→ **BRIEF**
Only those lines in the data below from the line containing "pub fn with_batch_size(mut" through the line containing "-> Result<EmailDraft, ApiError>", both included, should be restated word for word.

+++ MATERIAL FOR THIS TASK

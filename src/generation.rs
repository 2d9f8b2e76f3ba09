//! Email generation pipeline.
//!
//! Composes prompt assembly, provider invocation, and reply parsing into the
//! single-lead operation, and wraps it in the fixed-size sequential batch
//! loop used by the multi-lead endpoint. Leads are processed one at a time;
//! the only suspension points are the provider calls and the fixed pause
//! between batches.

use crate::config::OutreachConfig;
use crate::draft::{DraftOutcome, EmailDraft, LeadRecord, ProductDetails};
use crate::error::ApiError;
use crate::parse;
use crate::prompt::{PromptLibrary, PromptTemplate};
use crate::provider::{
    complete_with_retry, ChatMessage, CompletionOptions, InvocationMode, MessageRole,
    ModelProviderClient, OpenAIClient, RetryPolicy,
};
use serde::{Deserialize, Serialize};
use std::sync::Arc;
use std::time::Duration;
use tracing::{info, warn};

pub const DEFAULT_BATCH_SIZE: usize = 5;
pub const DEFAULT_BATCH_PAUSE: Duration = Duration::from_secs(2);

/// Behavior when the provider is unreachable after retries or credentials
/// are absent (unstructured path only).
///
/// `Fallback` keeps the endpoint available in degraded mode by returning a
/// canned, non-personalized draft; `Fail` propagates the error. The
/// structured path always fails.
#[derive(Debug, Clone, Copy, PartialEq, Eq, Serialize, Deserialize)]
#[serde(rename_all = "lowercase")]
pub enum DegradedMode {
    Fallback,
    Fail,
}

impl Default for DegradedMode {
    fn default() -> Self {
        DegradedMode::Fallback
    }
}

const FALLBACK_SUBJECT: &str = "A quick idea for [Company]";

const FALLBACK_BODY: &str = "\
Hi [Name],\n\n\
I was looking through your profile and your work at [Company] stood out to \
me. Our platform helps teams in your industry cut manual analysis time and \
make decisions faster, and I think it could do the same for you.\n\n\
I'd love to walk you through it on a short call next week. Would you be open \
to 30 minutes?\n\n\
Best regards,\n\
[Your Name]\n\
[Your Position]\n\
[Your Company]\n\
[Your Contact Information]\n\
Replace [Name] and [Company] with the lead's details, and the sender \
placeholders with the information given in the product details.";

/// Canned placeholder returned in degraded mode. Non-personalized except for
/// the echoed lead identifier.
pub fn fallback_draft(lead: &LeadRecord) -> EmailDraft {
    EmailDraft {
        subject: FALLBACK_SUBJECT.to_string(),
        body: FALLBACK_BODY.to_string(),
        lead_id: lead.lead_id.clone(),
    }
}

fn error_draft(lead: &LeadRecord, err: &ApiError) -> EmailDraft {
    EmailDraft {
        subject: "Error generating email".to_string(),
        body: format!("Error generating personalized email: {}", err),
        lead_id: lead.lead_id.clone(),
    }
}

/// Failures maskable by the degraded-mode fallback: the provider being
/// unreachable (after retries) or credentials being absent. Permanent
/// request failures and parse errors are not masked.
fn is_maskable(err: &ApiError) -> bool {
    err.is_transient()
        || matches!(
            err,
            ApiError::ConfigError(_) | ApiError::ProviderAuthFailed(_)
        )
}

type PauseHook = Arc<dyn Fn() + Send + Sync>;

/// Draft generator: one provider client, one template, fixed options.
///
/// Holds no mutable state; a single instance is shared across requests.
pub struct EmailGenerator {
    provider: Arc<dyn ModelProviderClient>,
    template: PromptTemplate,
    options: CompletionOptions,
    retry: RetryPolicy,
    mode: InvocationMode,
    degraded: DegradedMode,
    batch_size: usize,
    batch_pause: Duration,
    pause_hook: Option<PauseHook>,
}

impl EmailGenerator {
    pub fn new(provider: Arc<dyn ModelProviderClient>, template: PromptTemplate) -> Self {
        Self {
            provider,
            template,
            options: CompletionOptions::default(),
            retry: RetryPolicy::default(),
            mode: InvocationMode::default(),
            degraded: DegradedMode::default(),
            batch_size: DEFAULT_BATCH_SIZE,
            batch_pause: DEFAULT_BATCH_PAUSE,
            pause_hook: None,
        }
    }

    /// Build a generator backed by the configured OpenAI-compatible provider.
    pub fn from_config(config: &OutreachConfig) -> Result<Self, ApiError> {
        let library = PromptLibrary::builtin();
        let template = library.get(&config.provider.template_version)?.clone();

        let client = OpenAIClient::new(
            config.provider.model.clone(),
            config.provider.resolve_api_key(),
            config.provider.base_url.clone(),
            config.provider.mode,
        )?;

        Ok(Self::new(Arc::new(client), template)
            .with_options(CompletionOptions {
                temperature: Some(config.provider.temperature),
                max_tokens: Some(config.provider.max_tokens),
            })
            .with_invocation_mode(config.provider.mode)
            .with_degraded_mode(config.provider.degraded_mode)
            .with_retry_policy(config.generation.retry.to_policy())
            .with_batch_size(config.generation.batch_size)
            .with_batch_pause(config.generation.batch_pause()))
    }

    pub fn with_options(mut self, options: CompletionOptions) -> Self {
        self.options = options;
        self
    }

    pub fn with_retry_policy(mut self, retry: RetryPolicy) -> Self {
        self.retry = retry;
        self
    }

    pub fn with_invocation_mode(mut self, mode: InvocationMode) -> Self {
        self.mode = mode;
        self
    }

    pub fn with_degraded_mode(mut self, degraded: DegradedMode) -> Self {
        self.degraded = degraded;
        self
    }

    pub fn with_batch_size(mut self, batch_size: usize) -> Self {
        self.batch_size = batch_size.max(1);
        self
    }

    pub fn with_batch_pause(mut self, pause: Duration) -> Self {
        self.batch_pause = pause;
        self
    }

    /// Observer invoked once per inter-batch pause.
    pub fn with_pause_hook<F>(mut self, hook: F) -> Self
    where
        F: Fn() + Send + Sync + 'static,
    {
        self.pause_hook = Some(Arc::new(hook));
        self
    }

    /// Generate a draft for one lead: prompt assembly, provider invocation
    /// with retry, reply parsing. The returned draft always carries the
    /// lead's own identifier.
    pub async fn generate_single(
        &self,
        lead: &LeadRecord,
        product: &ProductDetails,
    ) -> Result<EmailDraft, ApiError> {
        let prompt = self.template.render(lead, product);
        let messages = vec![ChatMessage {
            role: MessageRole::User,
            content: prompt,
        }];

        let reply = complete_with_retry(
            self.provider.as_ref(),
            messages,
            self.options.clone(),
            &self.retry,
        )
        .await;

        match self.mode {
            InvocationMode::Structured => parse::parse_structured(&reply?.content, lead),
            InvocationMode::Unstructured => match reply {
                Ok(reply) => parse::parse_reply(&reply.content, lead),
                Err(err) if self.degraded == DegradedMode::Fallback && is_maskable(&err) => {
                    warn!(
                        lead_id = %lead.lead_id,
                        error = %err,
                        "provider unavailable, returning fallback draft"
                    );
                    Ok(fallback_draft(lead))
                }
                Err(err) => Err(err),
            },
        }
    }

    /// Generate drafts for an ordered sequence of leads against one product.
    ///
    /// Leads are processed strictly sequentially in batches of at most
    /// `batch_size`, with a fixed pause between batches (none after the
    /// last). A failed lead becomes a `DraftOutcome::Failed` carrying an
    /// error-marker draft with the original identifier; the batch continues.
    /// The result has one outcome per input lead, in input order.
    pub async fn generate_batch(
        &self,
        leads: &[LeadRecord],
        product: &ProductDetails,
    ) -> Result<Vec<DraftOutcome>, ApiError> {
        if leads.is_empty() {
            return Err(ApiError::InvalidRequest(
                "No leads provided in the list".to_string(),
            ));
        }

        let mut outcomes = Vec::with_capacity(leads.len());
        let batch_count = leads.len().div_ceil(self.batch_size);

        for (index, batch) in leads.chunks(self.batch_size).enumerate() {
            info!(
                batch = index + 1,
                batches = batch_count,
                leads = batch.len(),
                "processing lead batch"
            );
            for lead in batch {
                match self.generate_single(lead, product).await {
                    Ok(draft) => outcomes.push(DraftOutcome::Generated(draft)),
                    Err(err) => {
                        warn!(lead = %lead.name, error = %err, "failed to generate draft");
                        outcomes.push(DraftOutcome::Failed {
                            draft: error_draft(lead, &err),
                            reason: err.to_string(),
                        });
                    }
                }
            }

            if index + 1 < batch_count {
                if let Some(hook) = &self.pause_hook {
                    hook();
                }
                tokio::time::sleep(self.batch_pause).await;
            }
        }

        Ok(outcomes)
    }
}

++++++

→ **RESPONSE AREA**
    pub fn with_batch_size(mut self, batch_size: usize) -> Self {
        self.batch_size = batch_size.max(1);
        self
    }

    pub fn with_batch_pause(mut self, pause: Duration) -> Self {
        self.batch_pause = pause;
        self
    }

    /// Observer invoked once per inter-batch pause.
    pub fn with_pause_hook<F>(mut self, hook: F) -> Self
    where
        F: Fn() + Send + Sync + 'static,
    {
        self.pause_hook = Some(Arc::new(hook));
        self
    }

    /// Generate a draft for one lead: prompt assembly, provider invocation
    /// with retry, reply parsing. The returned draft always carries the
    /// lead's own identifier.
    pub async fn generate_single(
        &self,
        lead: &LeadRecord,
        product: &ProductDetails,
    ) -> Result<EmailDraft, ApiError> {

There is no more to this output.